# The problem
Only the lines from the beginning of the data below through the line that contains "use crate::storage::Storage;" should be repeated, exactly as written.

Saved entries:
//! Traversal over the live elements of a queue
//!
//! 队列存活元素的遍历
//!
//! A [`Cursor`] is a physical slot index, not a logical counter. Its meaning
//! depends on the current arrangement of the slots, so after a removal the
//! traversal resumes from the index `remove` hands back.
//!
//! [`Cursor`] 是物理槽位索引而非逻辑计数器。其含义依赖于槽位的当前排列，
//! 因此移除之后遍历从 `remove` 返回的索引继续。

use crate::mailbox::Consumer;
use crate::storage::Storage;

/// Resumable traversal position
///
/// 可恢复的遍历位置
#[derive(Debug, Clone, Copy, PartialEq, Eq, Default)]
pub enum Cursor {
    /// Before the oldest element
    ///
    /// 位于最旧元素之前
    #[default]
    BeforeFirst,

    /// At the given physical slot
    ///
    /// 位于指定的物理槽位
    At(usize),
}

impl Cursor {
    #[inline]
    pub fn index(self) -> Option<usize> {
        match self {
            Cursor::BeforeFirst => None,
            Cursor::At(index) => Some(index),
        }
    }
}

impl From<Option<usize>> for Cursor {
    #[inline]
    fn from(index: Option<usize>) -> Self {
        index.map_or(Cursor::BeforeFirst, Cursor::At)
    }
}

/// Stateful traversal that can remove the element it stands on
///
/// 可移除当前元素的有状态遍历
///
/// This is a lending cursor: the view returned by [`next`](Self::next)
/// borrows the traversal, so it must be dropped before calling `remove`.
///
/// 这是一个借出式游标：[`next`](Self::next) 返回的视图借用遍历本身，
/// 因此在调用 `remove` 之前必须释放它。
///
/// # Examples
///
/// ```
/// use mailring::{mailbox, ObjectStorage};
///
/// let (producer, mut consumer) = mailbox::channel::<ObjectStorage<char>>(4).unwrap();
/// for c in ['a', 'b', 'c'] {
///     producer.push(c).unwrap();
/// }
///
/// let mut traversal = consumer.traverse();
/// let mut seen = Vec::new();
/// while let Some(&c) = traversal.next() {
///     seen.push(c);
///     if c == 'b' {
///         traversal.remove();
///     }
/// }
/// assert_eq!(seen, ['a', 'b', 'c']);
/// assert_eq!(consumer.snapshot(), [&'a', &'c']);
/// ```
pub struct Traversal<'a, S: Storage> {
    consumer: &'a mut Consumer<S>,
    cursor: Cursor,
}

impl<'a, S: Storage> Traversal<'a, S> {
    pub(crate) fn new(consumer: &'a mut Consumer<S>) -> Self {
        Self {
            consumer,
            cursor: Cursor::BeforeFirst,
        }
    }

    #[inline]
    pub fn cursor(&self) -> Cursor {
        self.cursor
    }

    /// Restart from before the oldest element
    ///
    /// 从最旧元素之前重新开始
    #[inline]
    pub fn reset(&mut self) {
        self.cursor = Cursor::BeforeFirst;
    }

    /// Whether another element follows the cursor
    ///
    /// 游标之后是否还有元素
    #[inline]
    pub fn has_next(&self) -> bool {
        self.consumer.succ(self.cursor).is_some()
    }

    /// Advance and return a view of the element
    ///
    /// 前进并返回元素视图
    #[allow(clippy::should_implement_trait)]
    pub fn next(&mut self) -> Option<S::Value<'_>> {
        let index = self.consumer.succ(self.cursor)?;
        self.cursor = Cursor::At(index);
        self.consumer.value(index)
    }

    /// Remove the element returned by the last `next`
    ///
    /// 移除上一次 `next` 返回的元素
    ///
    /// Returns `false` when the cursor does not stand on a live element. The
    /// cursor moves to the removed element's predecessor, so the following
    /// `next` yields the element after the removed one.
    ///
    /// 当游标不在存活元素上时返回 `false`。游标移动到被移除元素的前驱，
    /// 因此下一次 `next` 返回被移除元素之后的元素。
    pub fn remove(&mut self) -> bool {
        let Cursor::At(index) = self.cursor else {
            return false;
        };
        match self.consumer.remove(index) {
            Ok(predecessor) => {
                self.cursor = Cursor::from(predecessor);
                true
            }
            Err(_) => false,
        }
    }
}

/// Read-only iterator over the live elements, oldest first
///
/// 存活元素的只读迭代器，从旧到新
pub struct Iter<'a, S: Storage> {
    consumer: &'a Consumer<S>,
    cursor: Cursor,
}

impl<'a, S: Storage> Iter<'a, S> {
    pub(crate) fn new(consumer: &'a Consumer<S>) -> Self {
        Self {
            consumer,
            cursor: Cursor::BeforeFirst,
        }
    }
}

impl<'a, S: Storage + 'a> Iterator for Iter<'a, S> {
    type Item = S::Value<'a>;

    fn next(&mut self) -> Option<Self::Item> {
        let index = self.consumer.succ(self.cursor)?;
        self.cursor = Cursor::At(index);
        self.consumer.value(index)
    }
}

/// Draining iterator for the queue
///
/// 队列的消费迭代器
///
/// This iterator removes and returns elements until the queue is empty.
///
/// 此迭代器移除并返回元素，直到队列为空。
pub struct Drain<'a, S: Storage> {
    consumer: &'a mut Consumer<S>,
}

impl<'a, S: Storage> Drain<'a, S> {
    pub(crate) fn new(consumer: &'a mut Consumer<S>) -> Self {
        Self { consumer }
    }
}

impl<S: Storage> Iterator for Drain<'_, S> {
    type Item = S::Item;

    #[inline]
    fn next(&mut self) -> Option<Self::Item> {
        self.consumer.pop()
    }

    #[inline]
    fn size_hint(&self) -> (usize, Option<usize>) {
        (0, Some(self.consumer.capacity()))
    }
}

# Answer section
//! Traversal over the live elements of a queue
//!
//! 队列存活元素的遍历
//!
//! A [`Cursor`] is a physical slot index, not a logical counter. Its meaning
//! depends on the current arrangement of the slots, so after a removal the
//! traversal resumes from the index `remove` hands back.
//!
//! [`Cursor`] 是物理槽位索引而非逻辑计数器。其含义依赖于槽位的当前排列，
//! 因此移除之后遍历从 `remove` 返回的索引继续。

use crate::mailbox::Consumer;
use crate::storage::Storage;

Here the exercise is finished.